What you need to do:
Return every line from the records below that has the word "format".

[Data records]
BEGIN
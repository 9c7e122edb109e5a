// SPDX-FileCopyrightText: 2026 Botforge Contributors
// SPDX-License-Identifier: MIT OR Apache-2.0

//! HTTP client for the deployment manager.
//!
//! Endpoints: `/deploy`, `/status`, `/scale`, `/shutdown`. The deployment
//! backend is Kubernetes; `status` reports `deployment_type` accordingly.

use std::time::Duration;

use async_trait::async_trait;
use botforge_config::model::DeployerConfig;
use botforge_core::types::{DeployOutput, RuntimeSnapshot, ServiceCall, ShutdownOutput};
use botforge_core::{BotforgeError, DeployManager, RuntimeStatus};
use serde::{Deserialize, Serialize};
use tracing::debug;

#[derive(Serialize)]
#[serde(rename_all = "camelCase")]
struct TargetRequest<'a> {
    bot_id: &'a str,
    user_id: &'a str,
}

#[derive(Serialize)]
#[serde(rename_all = "camelCase")]
struct DeployRequest<'a> {
    bot_id: &'a str,
    user_id: &'a str,
    image_tag: &'a str,
}

#[derive(Deserialize)]
#[serde(rename_all = "camelCase")]
struct DeployResponse {
    success: bool,
    #[serde(default)]
    logs: Vec<String>,
    namespace: Option<String>,
    deployment_name: Option<String>,
    error: Option<String>,
}

#[derive(Deserialize)]
struct StatusResponse {
    status: Option<StatusBody>,
    error: Option<String>,
}

#[derive(Deserialize)]
struct StatusBody {
    runtime_status: RuntimeStatus,
    deployment_type: String,
}

#[derive(Deserialize)]
struct AckResponse {
    success: bool,
    #[serde(default)]
    logs: Vec<String>,
    error: Option<String>,
}

/// reqwest-backed [`DeployManager`] implementation.
#[derive(Debug, Clone)]
pub struct HttpDeployManager {
    client: reqwest::Client,
    base_url: String,
}

impl HttpDeployManager {
    pub fn new(config: &DeployerConfig) -> Result<Self, BotforgeError> {
        let client = reqwest::Client::builder()
            .timeout(Duration::from_secs(300))
            .build()
            .map_err(|e| BotforgeError::Upstream {
                call: ServiceCall::Deploy,
                message: format!("failed to build HTTP client: {e}"),
                source: Some(Box::new(e)),
            })?;
        Ok(Self {
            client,
            base_url: config.base_url.trim_end_matches('/').to_string(),
        })
    }

    /// Overrides the base URL (for testing with wiremock).
    #[cfg(test)]
    pub fn with_base_url(mut self, url: String) -> Self {
        self.base_url = url.trim_end_matches('/').to_string();
        self
    }

    async fn post<Req, Resp>(
        &self,
        call: ServiceCall,
        path: &str,
        body: &Req,
        failure: &str,
    ) -> Result<Resp, BotforgeError>
    where
        Req: Serialize + Sync,
        Resp: serde::de::DeserializeOwned,
    {
        let url = format!("{}{path}", self.base_url);
        let response = self
            .client
            .post(&url)
            .json(body)
            .send()
            .await
            .map_err(|e| BotforgeError::Upstream {
                call,
                message: format!("{failure}: {e}"),
                source: Some(Box::new(e)),
            })?;

        let status = response.status();
        debug!(%status, %url, "deploy manager response received");
        let text = response.text().await.map_err(|e| BotforgeError::Upstream {
            call,
            message: format!("{failure}: unreadable response body: {e}"),
            source: Some(Box::new(e)),
        })?;
        if !status.is_success() {
            return Err(BotforgeError::upstream(
                call,
                format!("{failure}: HTTP {status}: {text}"),
            ));
        }
        serde_json::from_str(&text).map_err(|e| BotforgeError::Upstream {
            call,
            message: format!("{failure}: malformed response: {e}"),
            source: Some(Box::new(e)),
        })
    }
}

#[async_trait]
impl DeployManager for HttpDeployManager {
    async fn deploy(
        &self,
        bot_id: &str,
        user_id: &str,
        image_tag: &str,
    ) -> Result<DeployOutput, BotforgeError> {
        let resp: DeployResponse = self
            .post(
                ServiceCall::Deploy,
                "/deploy",
                &DeployRequest {
                    bot_id,
                    user_id,
                    image_tag,
                },
                "Deployment failed",
            )
            .await?;
        if !resp.success {
            let detail = resp.error.unwrap_or_else(|| "no error detail".to_string());
            return Err(BotforgeError::upstream(
                ServiceCall::Deploy,
                format!("Deployment failed: {detail}"),
            ));
        }
        let namespace = resp.namespace.ok_or_else(|| {
            BotforgeError::upstream(
                ServiceCall::Deploy,
                "Deployment failed: response missing namespace",
            )
        })?;
        let deployment_name = resp.deployment_name.ok_or_else(|| {
            BotforgeError::upstream(
                ServiceCall::Deploy,
                "Deployment failed: response missing deployment name",
            )
        })?;
        Ok(DeployOutput {
            logs: resp.logs,
            namespace,
            deployment_name,
        })
    }

    async fn status(&self, bot_id: &str, user_id: &str) -> Result<RuntimeSnapshot, BotforgeError> {
        let resp: StatusResponse = self
            .post(
                ServiceCall::Status,
                "/status",
                &TargetRequest { bot_id, user_id },
                "Status query failed",
            )
            .await?;
        let body = resp.status.ok_or_else(|| {
            let detail = resp.error.unwrap_or_else(|| "response missing status".to_string());
            BotforgeError::upstream(ServiceCall::Status, format!("Status query failed: {detail}"))
        })?;
        Ok(RuntimeSnapshot {
            runtime_status: body.runtime_status,
            deployment_type: body.deployment_type,
        })
    }

    async fn scale_to_zero(&self, bot_id: &str, user_id: &str) -> Result<(), BotforgeError> {
        let resp: AckResponse = self
            .post(
                ServiceCall::Scale,
                "/scale",
                &TargetRequest { bot_id, user_id },
                "Scale to zero failed",
            )
            .await?;
        if !resp.success {
            let detail = resp.error.unwrap_or_else(|| "no error detail".to_string());
            return Err(BotforgeError::upstream(
                ServiceCall::Scale,
                format!("Scale to zero failed: {detail}"),
            ));
        }
        Ok(())
    }

    async fn shutdown(
        &self,
        bot_id: &str,
        user_id: &str,
    ) -> Result<ShutdownOutput, BotforgeError> {
        let resp: AckResponse = self
            .post(
                ServiceCall::Shutdown,
                "/shutdown",
                &TargetRequest { bot_id, user_id },
                "Shutdown failed",
            )
            .await?;
        if !resp.success {
            let detail = resp.error.unwrap_or_else(|| "no error detail".to_string());
            return Err(BotforgeError::upstream(
                ServiceCall::Shutdown,
                format!("Shutdown failed: {detail}"),
            ));
        }
        Ok(ShutdownOutput { logs: resp.logs })
    }
}

#[cfg(test)]
mod tests {
    use super::*;
    use wiremock::matchers::{body_json, method, path};
    use wiremock::{Mock, MockServer, ResponseTemplate};

    fn test_client(base_url: &str) -> HttpDeployManager {
        HttpDeployManager::new(&DeployerConfig::default())
            .unwrap()
            .with_base_url(base_url.to_string())
    }

    #[tokio::test]
    async fn deploy_sends_image_tag_and_returns_target() {
        let server = MockServer::start().await;
        Mock::given(method("POST"))
            .and(path("/deploy"))
            .and(body_json(serde_json::json!({
                "botId": "b1",
                "userId": "u1",
                "imageTag": "img:1"
            })))
            .respond_with(ResponseTemplate::new(200).set_body_json(serde_json::json!({
                "success": true,
                "logs": ["deployed"],
                "namespace": "ns",
                "deploymentName": "dep"
            })))
            .mount(&server)
            .await;

        let out = test_client(&server.uri())
            .deploy("b1", "u1", "img:1")
            .await
            .unwrap();
        assert_eq!(out.namespace, "ns");
        assert_eq!(out.deployment_name, "dep");
        assert_eq!(out.logs, vec!["deployed"]);
    }

    #[tokio::test]
    async fn status_parses_nested_snapshot() {
        let server = MockServer::start().await;
        Mock::given(method("POST"))
            .and(path("/status"))
            .respond_with(ResponseTemplate::new(200).set_body_json(serde_json::json!({
                "status": {
                    "runtime_status": "running",
                    "deployment_type": "kubernetes"
                }
            })))
            .mount(&server)
            .await;

        let snap = test_client(&server.uri()).status("b1", "u1").await.unwrap();
        assert_eq!(snap.runtime_status, RuntimeStatus::Running);
        assert_eq!(snap.deployment_type, "kubernetes");
    }

    #[tokio::test]
    async fn status_without_body_is_an_upstream_error() {
        let server = MockServer::start().await;
        Mock::given(method("POST"))
            .and(path("/status"))
            .respond_with(ResponseTemplate::new(200).set_body_json(serde_json::json!({
                "error": "deployment not found"
            })))
            .mount(&server)
            .await;

        let err = test_client(&server.uri())
            .status("b1", "u1")
            .await
            .unwrap_err();
        assert!(err.to_string().contains("deployment not found"));
    }

    #[tokio::test]
    async fn failed_scale_surfaces_detail() {
        let server = MockServer::start().await;
        Mock::given(method("POST"))
            .and(path("/scale"))
            .respond_with(ResponseTemplate::new(200).set_body_json(serde_json::json!({
                "success": false,
                "error": "replicaset busy"
            })))
            .mount(&server)
            .await;

        let err = test_client(&server.uri())
            .scale_to_zero("b1", "u1")
            .await
            .unwrap_err();
        match err {
            BotforgeError::Upstream { call, message, .. } => {
                assert_eq!(call, ServiceCall::Scale);
                assert!(message.contains("replicaset busy"));
            }
            other => panic!("expected Upstream, got {other:?}"),
        }
    }

    #[tokio::test]
    async fn shutdown_returns_teardown_logs() {
        let server = MockServer::start().await;
        Mock::given(method("POST"))
            .and(path("/shutdown"))
            .respond_with(ResponseTemplate::new(200).set_body_json(serde_json::json!({
                "success": true,
                "logs": ["deployment removed", "service removed"]
            })))
            .mount(&server)
            .await;

        let out = test_client(&server.uri())
            .shutdown("b1", "u1")
            .await
            .unwrap();
        assert_eq!(out.logs.len(), 2);
    }
}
END
Solution:
                message: format!("failed to build HTTP client: {e}"),
        let url = format!("{}{path}", self.base_url);
                message: format!("{failure}: {e}"),
            message: format!("{failure}: unreadable response body: {e}"),
                format!("{failure}: HTTP {status}: {text}"),
            message: format!("{failure}: malformed response: {e}"),
                format!("Deployment failed: {detail}"),
            BotforgeError::upstream(ServiceCall::Status, format!("Status query failed: {detail}"))
                format!("Scale to zero failed: {detail}"),
                format!("Shutdown failed: {detail}"),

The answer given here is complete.